Here’s what I’m thinking.

The Valley has been flush with cash for this ridiculously long bull market run and unprecedented private equity boom. Or bubble. You say tomato, I say tomahto.

Contractors have had a sweet gig for like a decade now – they really should be able to handle a little hiccup when we’re all in the midst of a global pandemic and, you know, people are dying.

On the other hand, if you’re just now trying to jump on the gravy train, you’re timing really sucks.

I’m just saying.

Should we cry for investors who lost 25% in the broad market selloff – including me? The thing is, the Nasdaq quadrupled over the past decade before the pandemic hit. I mean, just look at this chart. None of us should be complaining.

It’s certainly virtuous to support small businesses in these uncertain times. But not all small businesses are created equally. Many exist solely as a result of this boom/bubble we’ve enjoyed for so long. That’s certainly true in the Valley.
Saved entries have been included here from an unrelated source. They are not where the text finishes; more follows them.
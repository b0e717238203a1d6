use thiserror::Error;

use crate::validation::PolicyViolation;

#[derive(Debug, Error)]
pub enum Error {
    #[error("Storage error: {0}")]
    Storage(#[from] StorageError),

    #[error("Validation error: {0}")]
    Validation(#[from] ValidationError),

    #[error("Lockout error: {0}")]
    Lockout(#[from] LockoutError),
}

#[derive(Debug, Error)]
pub enum StorageError {
    #[error("Database error: {0}")]
    Database(String),

    #[error("Migration error: {0}")]
    Migration(String),

    #[error("Connection error: {0}")]
    Connection(String),

    #[error("Serialization error: {0}")]
    Serialization(String),
}

#[derive(Debug, Error)]
pub enum ValidationError {
    #[error("Weak password: {0}")]
    WeakPassword(#[from] PolicyViolation),

    #[error("Invalid identifier: {0}")]
    InvalidIdentifier(String),
}

#[derive(Debug, Error)]
pub enum LockoutError {
    #[error("Invalid configuration: {0}")]
    InvalidConfiguration(String),
}

impl Error {
    pub fn is_storage_error(&self) -> bool {
        matches!(self, Error::Storage(_))
    }

    pub fn is_lockout_error(&self) -> bool {
        matches!(self, Error::Lockout(_))
    }

    pub fn is_validation_error(&self) -> bool {
        matches!(self, Error::Validation(_))
    }
}
//! # Tollgate
//!
//! Tollgate guards a login flow that is backed by an external identity
//! provider. It does two things:
//!
//! - Checks new passwords against a fixed strength policy
//!   ([`Tollgate::validate_password`])
//! - Throttles login attempts per identifier: after repeated failures the
//!   identifier is locked out for a while ([`Tollgate::authenticate`],
//!   [`Tollgate::can_attempt`], [`Tollgate::record_result`])
//!
//! Attempt records live in an [`AttemptStore`]. The in-memory store suits a
//! single process; the SQLite store (feature `sqlite`, on by default) keeps the
//! counters server-side and increments them atomically.
//!
//! ## Example
//!
//! ```rust,no_run
//! use async_trait::async_trait;
//! use tollgate::{CredentialVerifier, LoginOutcome, TollgateBuilder};
//!
//! struct Provider;
//!
//! #[async_trait]
//! impl CredentialVerifier for Provider {
//!     type Error = std::io::Error;
//!
//!     async fn verify(&self, _identifier: &str, _password: &str) -> Result<bool, Self::Error> {
//!         Ok(false)
//!     }
//! }
//!
//! #[tokio::main]
//! async fn main() -> Result<(), Box<dyn std::error::Error>> {
//!     let tollgate = TollgateBuilder::new()
//!         .with_sqlite("sqlite://attempts.db?mode=rwc")
//!         .await?
//!         .apply_migrations(true)
//!         .build()
//!         .await?;
//!
//!     match tollgate.authenticate("user@example.com", "hunter2", &Provider).await? {
//!         LoginOutcome::Authenticated => println!("welcome"),
//!         LoginOutcome::Rejected { remaining_attempts } => {
//!             println!("wrong password, {remaining_attempts:?} attempts left")
//!         }
//!         LoginOutcome::Locked { .. } => println!("too many attempts"),
//!     }
//!
//!     Ok(())
//! }
//! ```
use std::sync::Arc;

use tollgate_core::validation::{normalize_identifier, validate_identifier};

mod builder;
mod verifier;

pub use builder::{NoStorage, TollgateBuilder, TollgateBuilderError, WithStorage};
pub use verifier::CredentialVerifier;

// Re-export core types
pub use tollgate_core::{
    AttemptAcquisition, AttemptDecision, AttemptPermit, AttemptRecord, AttemptStore,
    AttemptTracker, Clock, Error as CoreError, FailureMode, InMemoryAttemptStore, LockoutConfig,
    LockoutStatus, ManualClock, PasswordValidation, PolicyViolation, SystemClock, check_password,
    validate_password,
};

#[cfg(feature = "sqlite")]
pub use tollgate_storage_sqlite::SqliteAttemptStore;

/// Errors that can occur when using Tollgate.
#[derive(Debug, thiserror::Error)]
pub enum TollgateError {
    /// Error raised by the attempt store or by input validation
    #[error(transparent)]
    Core(#[from] tollgate_core::Error),

    /// The credential verifier could not answer; nothing was recorded
    #[error("Credential verifier error: {0}")]
    Verifier(Box<dyn std::error::Error + Send + Sync>),
}

/// Result of [`Tollgate::authenticate`].
#[derive(Debug, Clone, Copy, PartialEq, Eq)]
pub enum LoginOutcome {
    /// The verifier accepted the credentials; the failure count was cleared.
    Authenticated,
    /// The verifier rejected the credentials.
    ///
    /// `remaining_attempts` is the number of further failures allowed before
    /// a lockout, or `None` when throttling is disabled.
    Rejected { remaining_attempts: Option<u32> },
    /// The identifier is locked out, either from earlier failures or by this
    /// one. The verifier was not called when the lock was already in force.
    Locked { retry_after_seconds: Option<u64> },
}

impl LoginOutcome {
    pub fn is_authenticated(&self) -> bool {
        matches!(self, Self::Authenticated)
    }
}

/// Password policy and login throttling for one attempt store.
///
/// Identifiers passed to any method are normalized (trimmed,
/// ASCII-lowercased) before use, so `User@Example.com` and
/// `user@example.com` share one counter.
///
/// `Tollgate` is cheap to clone; clones share the tracker and its permits.
pub struct Tollgate<S: AttemptStore> {
    tracker: Arc<AttemptTracker<S>>,
}

impl<S: AttemptStore> Clone for Tollgate<S> {
    fn clone(&self) -> Self {
        Self {
            tracker: Arc::clone(&self.tracker),
        }
    }
}

impl<S: AttemptStore> Tollgate<S> {
    /// Create a Tollgate instance over `store` reading the system clock.
    ///
    /// Prefer [`TollgateBuilder`], which also validates the configuration.
    pub fn new(store: Arc<S>, config: LockoutConfig) -> Self {
        Self::from_tracker(AttemptTracker::new(store, config))
    }

    pub fn from_tracker(tracker: AttemptTracker<S>) -> Self {
        Self {
            tracker: Arc::new(tracker),
        }
    }

    pub fn tracker(&self) -> &AttemptTracker<S> {
        &self.tracker
    }

    pub fn config(&self) -> &LockoutConfig {
        self.tracker.config()
    }

    /// Run the store's migrations.
    pub async fn migrate(&self) -> Result<(), TollgateError> {
        self.tracker.store().migrate().await?;
        Ok(())
    }

    /// Check a new password against the strength policy.
    ///
    /// The rules are checked in order (length, digit, uppercase, special
    /// character) and only the first violation is reported.
    pub fn validate_password(&self, password: &str) -> PasswordValidation {
        validate_password(password)
    }

    /// Like [`validate_password`](Self::validate_password), but a weak
    /// password is an error carrying the violated rule.
    pub fn require_strong_password(&self, password: &str) -> Result<(), TollgateError> {
        tollgate_core::require_strong_password(password).map_err(tollgate_core::Error::from)?;
        Ok(())
    }

    /// Read-only check whether `identifier` may attempt a login now.
    pub async fn can_attempt(&self, identifier: &str) -> AttemptDecision {
        self.tracker
            .can_attempt(&normalize_identifier(identifier))
            .await
    }

    /// Report the outcome of a credential check made after [`can_attempt`](Self::can_attempt).
    pub async fn record_result(
        &self,
        identifier: &str,
        success: bool,
    ) -> Result<(), TollgateError> {
        self.tracker
            .record_result(&normalize_identifier(identifier), success)
            .await?;
        Ok(())
    }

    /// Reserve the attempt slot for `identifier`; see [`AttemptTracker::try_acquire_attempt`].
    pub async fn try_acquire_attempt(&self, identifier: &str) -> AttemptAcquisition<'_, S> {
        self.tracker
            .try_acquire_attempt(&normalize_identifier(identifier))
            .await
    }

    /// Check, verify and record one login attempt.
    ///
    /// The verifier is only called when the identifier is not locked out, and
    /// concurrent calls for the same identifier are serialized so that no more
    /// than `max_attempts` failures can be verified before the lock applies.
    ///
    /// # Errors
    ///
    /// - [`TollgateError::Verifier`] when the verifier fails; nothing is recorded.
    /// - [`TollgateError::Core`] for an empty identifier, or when a failed
    ///   attempt cannot be recorded. If a successful attempt cannot be
    ///   recorded, the error is returned under [`FailureMode::Closed`] and
    ///   logged under [`FailureMode::Open`].
    pub async fn authenticate<V: CredentialVerifier>(
        &self,
        identifier: &str,
        password: &str,
        verifier: &V,
    ) -> Result<LoginOutcome, TollgateError> {
        let identifier = validate_identifier(identifier).map_err(tollgate_core::Error::from)?;

        let permit = match self.tracker.try_acquire_attempt(&identifier).await {
            AttemptAcquisition::Granted(permit) => permit,
            AttemptAcquisition::Denied {
                retry_after_seconds,
            } => {
                tracing::debug!(identifier = %identifier, "Login attempt refused while locked");
                return Ok(LoginOutcome::Locked {
                    retry_after_seconds,
                });
            }
        };

        let verified = verifier
            .verify(&identifier, password)
            .await
            .map_err(|e| TollgateError::Verifier(Box::new(e)))?;

        if verified {
            return match permit.complete(true).await {
                Ok(_) => Ok(LoginOutcome::Authenticated),
                Err(e) => match self.tracker.config().failure_mode {
                    FailureMode::Closed => Err(e.into()),
                    FailureMode::Open => {
                        tracing::warn!(
                            identifier = %identifier,
                            error = %e,
                            "Failed to clear login attempts after successful login"
                        );
                        Ok(LoginOutcome::Authenticated)
                    }
                },
            };
        }

        let outcome = match permit.complete(false).await? {
            Some(record) if record.locked_until.is_some() => LoginOutcome::Locked {
                retry_after_seconds: record.retry_after_seconds(self.tracker.clock().now()),
            },
            Some(record) => LoginOutcome::Rejected {
                remaining_attempts: Some(
                    self.tracker
                        .config()
                        .max_attempts
                        .saturating_sub(record.failure_count),
                ),
            },
            None => LoginOutcome::Rejected {
                remaining_attempts: None,
            },
        };
        Ok(outcome)
    }

    /// Current lock state for `identifier`.
    pub async fn lockout_status(&self, identifier: &str) -> Result<LockoutStatus, TollgateError> {
        let status = self
            .tracker
            .lockout_status(&normalize_identifier(identifier))
            .await?;
        Ok(status)
    }

    /// Clear the attempt record for `identifier`. Returns `true` if it was locked.
    pub async fn unlock(&self, identifier: &str) -> Result<bool, TollgateError> {
        let was_locked = self
            .tracker
            .unlock(&normalize_identifier(identifier))
            .await?;
        Ok(was_locked)
    }

    /// Start purging stale attempt records in the background.
    ///
    /// Returns `None` unless a retention period is configured. The task stops
    /// when `shutdown` changes.
    pub fn start_cleanup_task(
        &self,
        shutdown: tokio::sync::watch::Receiver<bool>,
    ) -> Option<tokio::task::JoinHandle<()>> {
        self.tracker.start_cleanup_task(shutdown)
    }
}
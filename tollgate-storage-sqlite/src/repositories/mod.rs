//! Repository implementations for SQLite storage

pub mod attempt;

pub use attempt::SqliteAttemptStore;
Sorry to say, many of those businesses won’t survive the crisis. Nor should they. That’s just the way competitive markets and cyclical economies work. That’s just the cycle of business life.

Catastrophes are nature’s way of reminding us that we’re not really in charge. That there are bigger forces in the world. Forces capable of physical and economic destruction. Forces that are completely out of our control.

That’s why disasters are terrifying experiences. They’re also opportunities to come out the other side and face the future a little wiser and a lot more humble.

Having lived through a few of these cycles I can tell you with absolute certainty that there is always light at the end of the tunnel. We always come back bigger and stronger than before.